EXERCISE AIM:
Write down each entry precisely as given.
──────── SUPPLIED RECORDS
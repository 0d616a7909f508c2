// Metrics module
// Prometheus counters for the service and the per-request prediction log

mod logger;
mod registry;

pub use logger::PredictionLog;
pub use registry::PredictorMetrics;
// Prometheus metrics for the prediction service

use anyhow::{Context, Result};
use prometheus::{Encoder, Gauge, IntCounter, Opts, Registry, TextEncoder};

/// Request counter and last-prediction gauge, registered on a private registry.
///
/// Both metrics are atomics, so handlers update them through `&self`.
#[derive(Clone)]
pub struct PredictorMetrics {
    registry: Registry,
    requests_total: IntCounter,
    last_prediction: Gauge,
}

impl PredictorMetrics {
    pub fn new() -> Result<Self> {
        let registry = Registry::new();

        let requests_total = IntCounter::with_opts(Opts::new(
            "model_api_requests_total",
            "Total number of requests to the model API",
        ))?;
        let last_prediction = Gauge::with_opts(Opts::new(
            "model_api_last_prediction",
            "Last prediction made by the model",
        ))?;

        registry
            .register(Box::new(requests_total.clone()))
            .context("Failed to register request counter")?;
        registry
            .register(Box::new(last_prediction.clone()))
            .context("Failed to register prediction gauge")?;

        Ok(Self {
            registry,
            requests_total,
            last_prediction,
        })
    }

    /// Count one `/predict` call, successful or not
    pub fn record_request(&self) {
        self.requests_total.inc();
    }

    pub fn record_prediction(&self, prediction: f64) {
        self.last_prediction.set(prediction);
    }

    pub fn requests_total(&self) -> u64 {
        self.requests_total.get()
    }

    pub fn last_prediction(&self) -> f64 {
        self.last_prediction.get()
    }

    /// Content type of `render()` output
    pub fn content_type(&self) -> String {
        TextEncoder::new().format_type().to_string()
    }

    /// Text exposition of every registered metric
    pub fn render(&self) -> Result<String> {
        let encoder = TextEncoder::new();
        let mut buffer = Vec::new();
        encoder
            .encode(&self.registry.gather(), &mut buffer)
            .context("Failed to encode metrics")?;
        Ok(String::from_utf8(buffer)?)
    }
}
────────────────
COMPLETED TASK:
repository 0d616a7909f508c2
// Metrics module
// Prometheus counters for the service and the per-request prediction log

mod logger;
mod registry;

pub use logger::PredictionLog;
pub use registry::PredictorMetrics;
// Prometheus metrics for the prediction service

use anyhow::{Context, Result};
use prometheus::{Encoder, Gauge, IntCounter, Opts, Registry, TextEncoder};

/// Request counter and last-prediction gauge, registered on a private registry.
///
/// Both metrics are atomics, so handlers update them through `&self`.
#[derive(Clone)]
pub struct PredictorMetrics {
    registry: Registry,
    requests_total: IntCounter,
    last_prediction: Gauge,
}

impl PredictorMetrics {
    pub fn new() -> Result<Self> {
        let registry = Registry::new();

        let requests_total = IntCounter::with_opts(Opts::new(
            "model_api_requests_total",
            "Total number of requests to the model API",
        ))?;
        let last_prediction = Gauge::with_opts(Opts::new(
            "model_api_last_prediction",
            "Last prediction made by the model",
        ))?;

        registry
            .register(Box::new(requests_total.clone()))
            .context("Failed to register request counter")?;
        registry
            .register(Box::new(last_prediction.clone()))
            .context("Failed to register prediction gauge")?;

        Ok(Self {
            registry,
            requests_total,
            last_prediction,
        })
    }

    /// Count one `/predict` call, successful or not
    pub fn record_request(&self) {
        self.requests_total.inc();
    }

    pub fn record_prediction(&self, prediction: f64) {
        self.last_prediction.set(prediction);
    }

    pub fn requests_total(&self) -> u64 {
        self.requests_total.get()
    }

    pub fn last_prediction(&self) -> f64 {
        self.last_prediction.get()
    }

    /// Content type of `render()` output
    pub fn content_type(&self) -> String {
        TextEncoder::new().format_type().to_string()
    }

    /// Text exposition of every registered metric
    pub fn render(&self) -> Result<String> {
        let encoder = TextEncoder::new();
        let mut buffer = Vec::new();
        encoder
            .encode(&self.registry.gather(), &mut buffer)
            .context("Failed to encode metrics")?;
        Ok(String::from_utf8(buffer)?)
    }
}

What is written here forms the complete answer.